Liu Xing-Yuan, Wang Juan, Yang Yi-Qing, Zhang Yang-Yang, Chen Xiao-Zhong, Zhang Wei, Wang Xiao-Zhou, Zheng Jing-Hao, Chen Yi-Han
Department of Pediatrics, Tongji Hospital, Tongji University School of Medicine, Shanghai, China.
Pediatr Cardiol. 2011 Feb;32(2):193-201. doi: 10.1007/s00246-010-9859-6. Epub 2010 Dec 25.
Atrial septal defect (ASD) is a common cardiovascular malformation and an important contributor to substantial morbidity and mortality. Increasing evidence demonstrates that mutated NKX2-5, a gene encoding a homeobox transcription factor crucial to cardiogenesis, is a significant genetic determinant for congenital ASD. Nevertheless, the genetic basis for ASD in a majority of ASD patients remains largely unknown. In the current study, the entire coding region of NKX2-5 was sequenced initially for 58 unrelated probands with familial ASD. The relatives of the probands harboring identified mutations and 200 unrelated control individuals were subsequently genotyped. Three novel heterozygous NKX2-5 mutations (p.P43GfsX59, p.C46 W, and p.S179F) were identified respectively in three families with autosomal dominantly inherited ASD. These mutations, absent in 200 control individuals, cosegregated with ASD in the families that had complete penetrance. The findings expand the spectrum of mutations in NKX2-5 linked to ASD and contribute to genetic counseling, clinical interventions, and prenatal prevention of ASD for individuals with genetic susceptibility.

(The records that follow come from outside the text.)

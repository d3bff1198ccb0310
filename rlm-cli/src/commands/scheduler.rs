//! Scheduler Commands

use clap::Subcommand;

/// Scheduler subcommands
#[derive(Subcommand, Debug)]
pub enum SchedulerCommands {
    /// Run a single expiry tick and print its report
    Tick,

    /// Run the scheduler until interrupted (Ctrl-C)
    Run {
        /// Seconds between ticks
        #[arg(short, long, env = "RLM_SCHEDULER_INTERVAL_SECS")]
        interval: Option<u64>,

        /// Run one tick immediately on start
        #[arg(long)]
        tick_on_start: bool,
    },
}
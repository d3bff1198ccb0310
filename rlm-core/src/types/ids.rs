//! Entity id generation

use chrono::Utc;
use std::sync::atomic::{AtomicI64, Ordering};

/// Retention policy id prefix
pub const POLICY_ID_PREFIX: &str = "RP";
/// Legal hold id prefix
pub const HOLD_ID_PREFIX: &str = "LH";

/// Generates `<prefix>-<unix millis>` ids.
///
/// Timestamps are made strictly increasing per generator so two ids
/// requested within the same millisecond never collide.
#[derive(Debug, Default)]
pub struct IdGenerator {
    last_millis: AtomicI64,
}

impl IdGenerator {
    pub fn new() -> Self {
        Self::default()
    }

    /// Next id for the given prefix
    pub fn next(&self, prefix: &str) -> String {
        format!("{}-{}", prefix, self.next_millis())
    }

    fn next_millis(&self) -> i64 {
        let now = Utc::now().timestamp_millis();
        let mut last = self.last_millis.load(Ordering::Relaxed);
        loop {
            let candidate = now.max(last + 1);
            match self.last_millis.compare_exchange_weak(
                last,
                candidate,
                Ordering::SeqCst,
                Ordering::Relaxed,
            ) {
                Ok(_) => return candidate,
                Err(actual) => last = actual,
            }
        }
    }
}

/// Check that `id` has the form `<prefix>-<digits>`
pub fn is_well_formed(id: &str, prefix: &str) -> bool {
    id.strip_prefix(prefix)
        .and_then(|rest| rest.strip_prefix('-'))
        .map(|digits| !digits.is_empty() && digits.bytes().all(|b| b.is_ascii_digit()))
        .unwrap_or(false)
}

房间隔缺损(ASD)是一种常见的心血管畸形,是导致严重发病和死亡的重要因素。越来越多的证据表明,编码对心脏发生至关重要的同源盒转录因子的基因NKX2-5发生突变,是先天性ASD的一个重要遗传决定因素。然而,大多数ASD患者ASD的遗传基础在很大程度上仍然未知。在本研究中,首先对58名患有家族性ASD的无关先证者的NKX2-5整个编码区进行了测序。随后对携带已鉴定突变的先证者亲属和200名无关对照个体进行了基因分型。在三个常染色体显性遗传ASD家族中分别鉴定出三个新的杂合NKX2-5突变(p.P43GfsX59、p.C46W和p.S179F)。这些突变在200名对照个体中不存在,在具有完全外显率的家族中与ASD共分离。这些发现扩展了与ASD相关的NKX2-5突变谱,有助于为具有遗传易感性的个体进行ASD的遗传咨询、临床干预和产前预防。